//! Newtype IDs for type-safe entity references.
//!
//! Use the `define_id!` macro for integer keys issued by the database and
//! `define_string_id!` for opaque string keys issued by clients or the
//! catalog. Both prevent accidentally mixing IDs from different entity types.

use thiserror::Error;

/// Macro to define a type-safe integer ID wrapper.
///
/// Creates a newtype wrapper around `i32` with:
/// - `Serialize`/`Deserialize` with `#[serde(transparent)]`
/// - `Debug`, `Clone`, `Copy`, `PartialEq`, `Eq`, `Hash`, `Ord`
/// - Conversion methods: `new()`, `as_i32()`
/// - `From<i32>` and `Into<i32>` implementations
/// - `sqlx` `Type`, `Encode`, and `Decode` implementations (with `postgres` feature)
///
/// # Example
///
/// ```rust
/// # use merkato_core::define_id;
/// define_id!(UserId);
/// define_id!(CartId);
///
/// let user_id = UserId::new(1);
/// let cart_id = CartId::new(1);
///
/// // These are different types, so this won't compile:
/// // let _: UserId = cart_id;
/// ```
#[macro_export]
macro_rules! define_id {
    ($name:ident) => {
        #[derive(
            Debug,
            Clone,
            Copy,
            PartialEq,
            Eq,
            PartialOrd,
            Ord,
            Hash,
            ::serde::Serialize,
            ::serde::Deserialize
        )]
        #[serde(transparent)]
        pub struct $name(i32);

        impl $name {
            /// Create a new ID from an i32 value.
            #[must_use]
            pub const fn new(id: i32) -> Self {
                Self(id)
            }

            /// Get the underlying i32 value.
            #[must_use]
            pub const fn as_i32(&self) -> i32 {
                self.0
            }
        }

        impl ::core::fmt::Display for $name {
            fn fmt(&self, f: &mut ::core::fmt::Formatter<'_>) -> ::core::fmt::Result {
                write!(f, "{}", self.0)
            }
        }

        impl From<i32> for $name {
            fn from(id: i32) -> Self {
                Self(id)
            }
        }

        impl From<$name> for i32 {
            fn from(id: $name) -> Self {
                id.0
            }
        }

        #[cfg(feature = "postgres")]
        impl ::sqlx::Type<::sqlx::Postgres> for $name {
            fn type_info() -> ::sqlx::postgres::PgTypeInfo {
                <i32 as ::sqlx::Type<::sqlx::Postgres>>::type_info()
            }

            fn compatible(ty: &::sqlx::postgres::PgTypeInfo) -> bool {
                <i32 as ::sqlx::Type<::sqlx::Postgres>>::compatible(ty)
            }
        }

        #[cfg(feature = "postgres")]
        impl<'r> ::sqlx::Decode<'r, ::sqlx::Postgres> for $name {
            fn decode(
                value: ::sqlx::postgres::PgValueRef<'r>,
            ) -> ::core::result::Result<Self, ::sqlx::error::BoxDynError> {
                let id = <i32 as ::sqlx::Decode<::sqlx::Postgres>>::decode(value)?;
                Ok(Self(id))
            }
        }

        #[cfg(feature = "postgres")]
        impl ::sqlx::Encode<'_, ::sqlx::Postgres> for $name {
            fn encode_by_ref(
                &self,
                buf: &mut ::sqlx::postgres::PgArgumentBuffer,
            ) -> ::std::result::Result<::sqlx::encode::IsNull, ::sqlx::error::BoxDynError> {
                <i32 as ::sqlx::Encode<::sqlx::Postgres>>::encode_by_ref(&self.0, buf)
            }
        }
    };
}

/// Errors that can occur when parsing a string ID.
#[derive(Error, Debug, Clone, PartialEq, Eq)]
pub enum IdError {
    /// The input string is empty.
    #[error("id cannot be empty")]
    Empty,
    /// The input string is too long.
    #[error("id must be at most {max} characters")]
    TooLong {
        /// Maximum allowed length.
        max: usize,
    },
    /// The input contains a character outside the allowed set.
    #[error("id contains invalid character {0:?}")]
    InvalidCharacter(char),
}

/// Macro to define a validated string ID wrapper.
///
/// The generated type:
/// - rejects empty input, input longer than `max`, and characters for which
///   `allowed` returns false
/// - (de)serializes as a plain JSON string, validating on the way in
/// - encodes as `TEXT` in `PostgreSQL` (with the `postgres` feature)
#[macro_export]
macro_rules! define_string_id {
    ($(#[$meta:meta])* $name:ident, max = $max:expr, allowed = $allowed:expr) => {
        $(#[$meta])*
        #[derive(
            Debug,
            Clone,
            PartialEq,
            Eq,
            PartialOrd,
            Ord,
            Hash,
            ::serde::Serialize,
            ::serde::Deserialize
        )]
        #[serde(try_from = "String", into = "String")]
        pub struct $name(String);

        impl $name {
            /// Maximum length in characters.
            pub const MAX_LENGTH: usize = $max;

            /// Parse and validate an ID.
            ///
            /// # Errors
            ///
            /// Returns an error if the input is empty, too long, or contains
            /// a disallowed character.
            pub fn parse(s: &str) -> ::core::result::Result<Self, $crate::IdError> {
                if s.is_empty() {
                    return Err($crate::IdError::Empty);
                }
                if s.chars().count() > Self::MAX_LENGTH {
                    return Err($crate::IdError::TooLong {
                        max: Self::MAX_LENGTH,
                    });
                }
                let allowed: fn(char) -> bool = $allowed;
                if let Some(c) = s.chars().find(|c| !allowed(*c)) {
                    return Err($crate::IdError::InvalidCharacter(c));
                }
                Ok(Self(s.to_owned()))
            }

            /// Returns the ID as a string slice.
            #[must_use]
            pub fn as_str(&self) -> &str {
                &self.0
            }

            /// Consumes the ID and returns its inner string.
            #[must_use]
            pub fn into_inner(self) -> String {
                self.0
            }
        }

        impl ::core::fmt::Display for $name {
            fn fmt(&self, f: &mut ::core::fmt::Formatter<'_>) -> ::core::fmt::Result {
                f.write_str(&self.0)
            }
        }

        impl ::core::str::FromStr for $name {
            type Err = $crate::IdError;

            fn from_str(s: &str) -> ::core::result::Result<Self, Self::Err> {
                Self::parse(s)
            }
        }

        impl TryFrom<String> for $name {
            type Error = $crate::IdError;

            fn try_from(s: String) -> ::core::result::Result<Self, Self::Error> {
                Self::parse(&s)
            }
        }

        impl From<$name> for String {
            fn from(id: $name) -> Self {
                id.0
            }
        }

        impl AsRef<str> for $name {
            fn as_ref(&self) -> &str {
                &self.0
            }
        }

        #[cfg(feature = "postgres")]
        impl ::sqlx::Type<::sqlx::Postgres> for $name {
            fn type_info() -> ::sqlx::postgres::PgTypeInfo {
                <String as ::sqlx::Type<::sqlx::Postgres>>::type_info()
            }

            fn compatible(ty: &::sqlx::postgres::PgTypeInfo) -> bool {
                <String as ::sqlx::Type<::sqlx::Postgres>>::compatible(ty)
            }
        }

        #[cfg(feature = "postgres")]
        impl<'r> ::sqlx::Decode<'r, ::sqlx::Postgres> for $name {
            fn decode(
                value: ::sqlx::postgres::PgValueRef<'r>,
            ) -> ::core::result::Result<Self, ::sqlx::error::BoxDynError> {
                let s = <String as ::sqlx::Decode<::sqlx::Postgres>>::decode(value)?;
                Ok(Self::parse(&s)?)
            }
        }

        #[cfg(feature = "postgres")]
        impl ::sqlx::Encode<'_, ::sqlx::Postgres> for $name {
            fn encode_by_ref(
                &self,
                buf: &mut ::sqlx::postgres::PgArgumentBuffer,
            ) -> ::std::result::Result<::sqlx::encode::IsNull, ::sqlx::error::BoxDynError> {
                <String as ::sqlx::Encode<::sqlx::Postgres>>::encode_by_ref(&self.0, buf)
            }
        }
    };
}

// Integer keys issued by the database
define_id!(UserId);
define_id!(CartId);

define_string_id!(
    /// Catalog product identifier.
    ///
    /// Opaque to this crate; the catalog decides what a valid product is. We
    /// only require a short string without whitespace or control characters.
    ProductId,
    max = 64,
    allowed = |c| !c.is_whitespace() && !c.is_control()
);

define_string_id!(
    /// Client-generated key of an unauthenticated shopper's cart.
    ///
    /// URL-safe so it can travel in query strings unescaped.
    AnonymousId,
    max = 128,
    allowed = |c| c.is_ascii_alphanumeric() || c == '-' || c == '_'
);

-- -- --

Look through the entries above, find each line containing "PartialEq", and copy it.

/// - `Debug`, `Clone`, `Copy`, `PartialEq`, `Eq`, `Hash`, `Ord`
            PartialEq,
#[derive(Error, Debug, Clone, PartialEq, Eq)]
            PartialEq,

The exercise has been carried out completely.